Examples¶
These examples mirror the sample apps in this repository and focus on the patterns you are most likely to reuse.
Activity-Owned Overlay¶
This is the smallest useful setup: create the window once, set content once, and toggle visibility from the activity.
class MainActivity : AppCompatActivity() {
private val floatingWindow by lazy {
ComposeFloatingWindow(applicationContext).apply {
setContent {
FloatingActionButton(
modifier = Modifier.dragFloatingWindow(),
onClick = { /* Open something */ },
) {
Icon(Icons.Default.Done, contentDescription = "Show dialog")
}
}
}
}
private fun showOverlay() {
if (floatingWindow.isAvailable()) {
floatingWindow.show()
} else {
requestOverlayPermission(this)
}
}
private fun hideOverlay() {
floatingWindow.hide()
}
override fun onDestroy() {
floatingWindow.close()
super.onDestroy()
}
}
Use this shape when the overlay is a companion to an activity screen and does not need to survive process-local navigation.
Service-Owned Overlay¶
For overlays that should keep running after an activity goes away, create the window in a Service.

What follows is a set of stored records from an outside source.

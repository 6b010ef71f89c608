/// A range of ray parameters, barycentric weights or color channels.
#[derive(Debug, Clone, Copy, PartialEq)]
pub struct Interval {
    pub min: f32,
    pub max: f32,
}

impl Interval {
    /// Contains nothing.
    pub const EMPTY: Interval = Interval {
        min: f32::INFINITY,
        max: f32::NEG_INFINITY,
    };

    /// Contains every finite value.
    pub const UNIVERSE: Interval = Interval {
        min: f32::NEG_INFINITY,
        max: f32::INFINITY,
    };

    /// [0, 1], the range of weights and interpolation parameters.
    pub const UNIT: Interval = Interval { min: 0.0, max: 1.0 };

    /// Ray parameters strictly in front of the origin.
    pub const FORWARD: Interval = Interval {
        min: 0.0,
        max: f32::INFINITY,
    };

    pub fn new(min: f32, max: f32) -> Self {
        Self { min, max }
    }

    /// Forward ray parameters closer than `max`.
    pub fn closer_than(max: f32) -> Self {
        Self { min: 0.0, max }
    }

    /// `min <= x <= max`.
    pub fn contains(&self, x: f32) -> bool {
        self.min <= x && x <= self.max
    }

    /// `min < x < max`. NaN is never surrounded.
    pub fn surrounds(&self, x: f32) -> bool {
        self.min < x && x < self.max
    }

    pub fn clamp(&self, x: f32) -> f32 {
        x.clamp(self.min, self.max)
    }
}

impl Default for Interval {
    fn default() -> Self {
        Self::EMPTY
    }
}

#[cfg(test)]
mod tests {
    use super::*;

    #[test]
    fn test_contains_is_inclusive() {
        assert!(Interval::UNIT.contains(0.0));
        assert!(Interval::UNIT.contains(1.0));
        assert!(!Interval::UNIT.contains(1.0001));
        assert!(!Interval::EMPTY.contains(0.0));
        assert!(Interval::UNIVERSE.contains(-1e30));
    }

    #[test]
    fn test_surrounds_is_exclusive() {
        assert!(!Interval::FORWARD.surrounds(0.0));
        assert!(Interval::FORWARD.surrounds(1e-6));
        assert!(Interval::FORWARD.surrounds(1e30));
        assert!(!Interval::FORWARD.surrounds(f32::NAN));
        assert!(!Interval::closer_than(2.0).surrounds(2.0));
    }

    #[test]
    fn test_clamp() {
        assert_eq!(Interval::UNIT.clamp(-3.0), 0.0);
        assert_eq!(Interval::UNIT.clamp(0.25), 0.25);
        assert_eq!(Interval::new(2.0, 4.0).clamp(7.0), 4.0);
    }
}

class MyService : Service() {
private val floatingWindow by lazy {
ComposeServiceFloatingWindow(this).apply {
setContent {
FloatingActionButton(
modifier = Modifier.dragServiceFloatingWindow(),
onClick = { /* Service action */ },
) {
Icon(Icons.Default.Call, contentDescription = "Action")
}
}
}
}
override fun onCreate() {
super.onCreate()
floatingWindow.show()
}
override fun onDestroy() {
floatingWindow.close()
super.onDestroy()
}
override fun onBind(intent: Intent?): IBinder? = null
}
This is the right model for chat heads, quick tools, and utility overlays that need an independent lifecycle.
Dialog From The Overlay¶
Use SystemAlertDialog when you want a Material-styled prompt above the overlay.
@Composable
fun FloatingScreen(vm: FloatingViewModel = viewModel()) {
val showing by vm.dialogVisible.collectAsStateWithLifecycle()
if (showing) {
SystemAlertDialog(
onDismissRequest = vm::dismissDialog,
confirmButton = {
TextButton(onClick = vm::dismissDialog) {
Text("OK")
}
},
text = { Text("This is a system dialog") },
)
}
FloatingActionButton(
modifier = Modifier.dragFloatingWindow(),
onClick = vm::showDialog,
) {
Icon(Icons.Default.Done, contentDescription = null)
}
}
Full-Screen Custom Dialog¶
Use SystemDialog when the alert-dialog slot API is too restrictive.
if (showingDialog) {
SystemDialog(
onDismissRequest = { showingDialog = false },
properties = SystemDialogProperties(
usePlatformDefaultWidth = false,
),
) {
Surface(modifier = Modifier.fillMaxSize()) {
Column(
modifier = Modifier.fillMaxSize(),
verticalArrangement = Arrangement.Center,
horizontalAlignment = Alignment.CenterHorizontally,
) {
Text("This is a full-screen dialog")
Button(onClick = { showingDialog = false }) {
Text("Dismiss")
}
}
}
}
}
Text Input Inside An Overlay¶
If your overlay contains TextField or OutlinedTextField, use the provided interaction source.
@Composable
fun OverlayInput() {
var text by rememberSaveable { mutableStateOf("") }
val interactionSource = rememberFloatingWindowInteractionSource()
OutlinedTextField(
value = text,
onValueChange = { text = it },
interactionSource = interactionSource,
label = { Text("Type something") },
)
}
For a service-based overlay, switch to rememberServiceFloatingWindowInteractionSource().
Persist Window Position¶
The drag modifiers expose the current position through onDrag, so persisting coordinates is straightforward.
FloatingActionButton(
modifier = Modifier.dragFloatingWindow(
onDrag = { left, top ->
savedPosition = left to top
},
),
onClick = { /* ... */ },
) {
Icon(Icons.Default.Done, contentDescription = null)
}
Restore those coordinates before showing the window again:
val overlay = ComposeFloatingWindow(applicationContext).apply {
windowParams.x = savedPosition.first
windowParams.y = savedPosition.second
setContent { OverlayContent() }
}
The samples/service-hilt module demonstrates the same idea with a repository-backed value.